- _What the task asks_: Repeat only the stretch of lines below that runs from the line with "However, the running" through the line with "pub fn state(&self)", unaltered.

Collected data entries
------------------------------

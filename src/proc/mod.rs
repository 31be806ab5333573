//! The process table and everything hanging off one slot of it.

use core::mem::{self, MaybeUninit};
use core::ptr;
use core::sync::atomic::{AtomicBool, Ordering};

use array_macro::array;

use crate::cpu;
use crate::file::RcFile;
use crate::lock::Spinlock;
use crate::param::{MAXPROCNAME, NOFILE};
use crate::swtch::{swtch, Context};
use crate::vm::UserMemory;

mod kernel_ctx;
mod procs;
mod trap_frame;
mod wait_channel;

pub use kernel_ctx::*;
pub use procs::*;
pub use trap_frame::*;
pub use wait_channel::*;

pub type Pid = i32;

/// A slot index that is not a process: the initial process has no parent.
pub const NO_PARENT: usize = usize::MAX;

#[derive(Clone, Copy, PartialEq, Eq, Debug)]
pub enum Procstate {
    Unused,
    Sleeping,
    Runnable,
    Running,
    Zombie,
}

impl Procstate {
    pub fn as_str(&self) -> &'static str {
        match self {
            Procstate::Unused => "unused",
            Procstate::Sleeping => "sleep ",
            Procstate::Runnable => "runble",
            Procstate::Running => "run   ",
            Procstate::Zombie => "zombie",
        }
    }
}

/// Proc::info's spinlock must be held when using these.
pub struct ProcInfo {
    /// Process state.
    pub state: Procstate,

    /// If non-null, sleeping on this wait channel. Only compared for
    /// identity, never dereferenced.
    pub(super) waitchannel: *const WaitChannel,

    /// Exit status to be returned to parent's wait.
    pub(super) xstate: i32,

    /// Process ID.
    pub(super) pid: Pid,
}

// SAFETY: `waitchannel` is only used as an identity, never dereferenced.
unsafe impl Send for ProcInfo {}

/// Proc::data are private to the process, so its lock need not be held.
pub struct ProcData {
    /// The trap frame page, holding saved user registers.
    pub(super) trap_frame: *mut TrapFrame,

    /// The process's address space.
    pub(super) memory: MaybeUninit<UserMemory>,

    /// swtch() here to run the process.
    pub(super) context: Context,

    /// Open files.
    pub open_files: [Option<RcFile>; NOFILE],

    /// Process name (debugging).
    pub name: [u8; MAXPROCNAME],
}

// SAFETY: the raw pointers inside refer to resources owned by this process
// slot; ProcData moves between threads only via the slot's locks.
unsafe impl Send for ProcData {}

impl ProcData {
    fn new() -> Self {
        Self {
            trap_frame: ptr::null_mut(),
            memory: MaybeUninit::uninit(),
            context: Context::new(),
            open_files: array![_ => None; NOFILE],
            name: [0; MAXPROCNAME],
        }
    }
}

/// Per-process state.
///
/// # Safety
///
/// * If `info.state` ≠ `Unused`, then `data.trap_frame` points at a valid
///   allocator page and `data.memory` has been initialized.
/// * `parent` is only read or written while holding `Procs::wait_lock`. It
///   is `NO_PARENT` only for the initial process (or an unused slot).
pub struct Proc {
    /// Parent process (a slot index into the pool).
    parent: core::cell::UnsafeCell<usize>,

    pub info: Spinlock<ProcInfo>,

    data: core::cell::UnsafeCell<ProcData>,

    /// WaitChannel saying a child proc is dead.
    pub(super) child_waitchannel: WaitChannel,

    /// If true, the process has been killed.
    killed: AtomicBool,
}

// SAFETY: see the invariants above; `info` is a lock and `killed` is atomic,
// `data` is only touched by the thread that owns the slot, `parent` only
// under the wait lock.
unsafe impl Send for Proc {}
unsafe impl Sync for Proc {}

impl Proc {
    fn new() -> Self {
        Self {
            parent: core::cell::UnsafeCell::new(NO_PARENT),
            info: Spinlock::new(
                "proc",
                ProcInfo {
                    state: Procstate::Unused,
                    waitchannel: ptr::null(),
                    xstate: 0,
                    pid: 0,
                },
            ),
            data: core::cell::UnsafeCell::new(ProcData::new()),
            child_waitchannel: WaitChannel::new(),
            killed: AtomicBool::new(false),
        }
    }

    /// Mark the process killed; it tears itself down at the next
    /// observation point (syscall entry, sleep loop, return to user).
    pub fn kill(&self) {
        self.killed.store(true, Ordering::Release);
    }

    pub fn killed(&self) -> bool {
        self.killed.load(Ordering::Acquire)
    }

    /// Returns a mutable reference to this proc's parent slot.
    /// The wait lock of the owning `Procs` must be held.
    pub(super) fn get_mut_parent<'b>(&self, _guard: &'b mut WaitGuard<'_>) -> &'b mut usize {
        // SAFETY: the wait lock serializes all accesses to `parent`.
        unsafe { &mut *self.parent.get() }
    }

    /// Acquire this proc's info lock and wrap it in a guard.
    pub fn lock(&self) -> ProcGuard<'_> {
        mem::forget(self.info.lock());
        ProcGuard { proc: self }
    }
}

/// # Safety
///
/// `proc.info` is locked.
pub struct ProcGuard<'s> {
    proc: &'s Proc,
}

impl<'s> ProcGuard<'s> {
    pub(super) fn deref_info(&self) -> &ProcInfo {
        // SAFETY: self.info is locked.
        unsafe { &*self.info.get_mut_raw() }
    }

    pub(super) fn deref_mut_info(&mut self) -> &mut ProcInfo {
        // SAFETY: self.info is locked and &mut self is exclusive.
        unsafe { &mut *self.info.get_mut_raw() }
    }

    /// This method returns a mutable reference to its `ProcData`. There is
    /// no data race between `ProcGuard`s since this method can be called
    /// only after acquiring the lock of `info`. However, the running
    /// process's `CurrentProc` accesses the same data without the lock.
    ///
    /// # Safety
    ///
    /// This method must be called only when no `CurrentProc` refers to the
    /// same `Proc` (i.e. the process is not currently running).
    pub(super) unsafe fn deref_mut_data(&mut self) -> &mut ProcData {
        &mut *self.data.get()
    }

    pub fn state(&self) -> Procstate {
        self.deref_info().state
    }

    /// Wake process from sleep().
    pub(super) fn wakeup(&mut self) {
        if self.state() == Procstate::Sleeping {
            self.deref_mut_info().state = Procstate::Runnable;
        }
    }

    /// Switch to the scheduler. Must hold only this proc's lock and have
    /// changed proc->state. Saves and restores the hart's interrupt-enable
    /// flag because that flag is a property of this kernel thread, not of
    /// the hart.
    pub(super) unsafe fn sched(&mut self) {
        assert!(!cpu::intr_get(), "sched interruptible");
        assert_ne!(self.state(), Procstate::Running, "sched running");

        let cpus = cpu::current_cpus();
        // SAFETY: interrupts are disabled.
        let c = cpus.current();
        assert_eq!((*c).noff(), 1, "sched locks");

        let interrupt_enabled = (*c).get_interrupt();
        let proc_ctx = self.deref_mut_data().context.clone();
        let cpu_ctx = (*c).context.clone();
        swtch(proc_ctx, cpu_ctx);

        // We may have been resumed on a different hart.
        let c = cpus.current();
        (*c).set_interrupt(interrupt_enabled);
    }

    /// Frees a `Proc` structure and the data hanging from it, including user
    /// pages, and clears the parent slot. The slot becomes `Unused`.
    ///
    /// # Safety
    ///
    /// `self.info.state` must be `Zombie` (the process cannot be running).
    pub(super) unsafe fn clear(&mut self, kernel: &crate::kernel::Kernel, parent_guard: &mut WaitGuard<'_>) {
        // SAFETY: this process cannot be the current process any longer.
        let data = self.deref_mut_data();
        let trap_frame = mem::replace(&mut data.trap_frame, ptr::null_mut());
        let kmem = kernel.kmem();
        // SAFETY: trap_frame uniquely refers to a valid page.
        kmem.lock().free(crate::page::Page::from_usize(trap_frame as usize));
        // SAFETY: memory has been initialized according to the invariant,
        // and replacing it with uninit is fine because state becomes Unused.
        mem::replace(&mut data.memory, MaybeUninit::uninit())
            .assume_init()
            .free(kmem);

        // Clear the name.
        data.name[0] = 0;

        // Clear the parent slot.
        *self.get_mut_parent(parent_guard) = NO_PARENT;

        // Clear the `ProcInfo`.
        let info = self.deref_mut_info();
        info.waitchannel = ptr::null();
        info.pid = 0;
        info.xstate = 0;
        info.state = Procstate::Unused;

        self.killed.store(false, Ordering::Release);
    }
}

impl<'s> core::ops::Deref for ProcGuard<'s> {
    type Target = Proc;

    fn deref(&self) -> &Self::Target {
        self.proc
    }
}

impl Drop for ProcGuard<'_> {
    fn drop(&mut self) {
        // SAFETY: the guard holds the lock.
        unsafe { self.proc.info.unlock() };
    }
}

------------------------------

- _Solution to this exercise_:
    /// only after acquiring the lock of `info`. However, the running
    /// process's `CurrentProc` accesses the same data without the lock.
    ///
    /// # Safety
    ///
    /// This method must be called only when no `CurrentProc` refers to the
    /// same `Proc` (i.e. the process is not currently running).
    pub(super) unsafe fn deref_mut_data(&mut self) -> &mut ProcData {
        &mut *self.data.get()
    }

    pub fn state(&self) -> Procstate {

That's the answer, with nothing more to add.